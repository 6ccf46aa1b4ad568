pub mod claim_success;
pub mod coupon_choice;
pub mod home;
pub mod red_packet;
pub mod reveal;
pub mod splash;
pub mod unavailable;
#[cfg(target_arch = "wasm32")]
use crate::router::Route;
#[cfg(target_arch = "wasm32")]
use amber_flow::{FlowMachine, FlowStage};
#[cfg(target_arch = "wasm32")]
use yew::prelude::*;
#[cfg(target_arch = "wasm32")]
use yew_router::prelude::*;

pub mod routing;
pub mod state;
pub mod timers;
pub mod view;

pub use state::{FlowAction, FlowModel, Notice};

#[cfg(target_arch = "wasm32")]
#[function_component(App)]
pub fn app() -> Html {
    let session = use_memo((), |_| {
        let requested = crate::catalog::requested_variant();
        crate::catalog::initial_session(requested.as_deref())
    });
    match &*session {
        Ok(machine) => html! {
            <BrowserRouter>
                <AppInner machine={machine.clone()} />
            </BrowserRouter>
        },
        Err(err) => {
            crate::dom::console_error(&err.to_string());
            html! { <crate::pages::unavailable::Unavailable reason={err.to_string()} /> }
        }
    }
}

#[cfg(target_arch = "wasm32")]
#[derive(Properties, Clone, PartialEq)]
pub struct AppInnerProps {
    pub machine: FlowMachine,
}

#[cfg(target_arch = "wasm32")]
#[function_component(AppInner)]
pub fn app_inner(props: &AppInnerProps) -> Html {
    let model = state::use_flow_model(props.machine.clone());
    let dispatcher = model.dispatcher();
    let config = model.machine.config();

    timers::use_stage_timer(
        model.stage() == FlowStage::Splash,
        config.splash_delay_ms,
        {
            let dispatcher = dispatcher.clone();
            Callback::from(move |()| dispatcher.dispatch(FlowAction::SplashElapsed))
        },
    );
    timers::use_stage_timer(model.opening, config.open_animation_ms, {
        let dispatcher = dispatcher.clone();
        Callback::from(move |()| dispatcher.dispatch(FlowAction::OpenAnimationDone))
    });

    let navigator = use_navigator();
    let route = use_route::<Route>();
    routing::use_sync_route_with_state(&model, navigator.clone(), route.clone());
    routing::use_sync_state_with_route(&model, dispatcher.clone(), navigator, route);

    view::render_model(&model, &dispatcher)
}
pub fn split_csv(s: &str) -> Vec<String> {
    s.split(',')
        .map(|x| x.trim().to_string())
        .filter(|x| !x.is_empty())
        .collect()
}

/// Parse comma-separated seeds. Rejects anything that is not a `u64`.
pub fn parse_seeds(s: &str) -> anyhow::Result<Vec<u64>> {
    split_csv(s)
        .iter()
        .map(|token| {
            token
                .parse::<u64>()
                .map_err(|err| anyhow::anyhow!("invalid seed '{token}': {err}"))
        })
        .collect()
}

■ INSTRUCTIONS FOR THE TASK
Above this instruction are the records; retype exactly the lines from the one containing "pub mod reveal;" up to and including the one containing "let model = state::use_flow_model(props.machine.clone());".

■ TASK ANSWER
pub mod reveal;
pub mod splash;
pub mod unavailable;
#[cfg(target_arch = "wasm32")]
use crate::router::Route;
#[cfg(target_arch = "wasm32")]
use amber_flow::{FlowMachine, FlowStage};
#[cfg(target_arch = "wasm32")]
use yew::prelude::*;
#[cfg(target_arch = "wasm32")]
use yew_router::prelude::*;

pub mod routing;
pub mod state;
pub mod timers;
pub mod view;

pub use state::{FlowAction, FlowModel, Notice};

#[cfg(target_arch = "wasm32")]
#[function_component(App)]
pub fn app() -> Html {
    let session = use_memo((), |_| {
        let requested = crate::catalog::requested_variant();
        crate::catalog::initial_session(requested.as_deref())
    });
    match &*session {
        Ok(machine) => html! {
            <BrowserRouter>
                <AppInner machine={machine.clone()} />
            </BrowserRouter>
        },
        Err(err) => {
            crate::dom::console_error(&err.to_string());
            html! { <crate::pages::unavailable::Unavailable reason={err.to_string()} /> }
        }
    }
}

#[cfg(target_arch = "wasm32")]
#[derive(Properties, Clone, PartialEq)]
pub struct AppInnerProps {
    pub machine: FlowMachine,
}

#[cfg(target_arch = "wasm32")]
#[function_component(AppInner)]
pub fn app_inner(props: &AppInnerProps) -> Html {
    let model = state::use_flow_model(props.machine.clone());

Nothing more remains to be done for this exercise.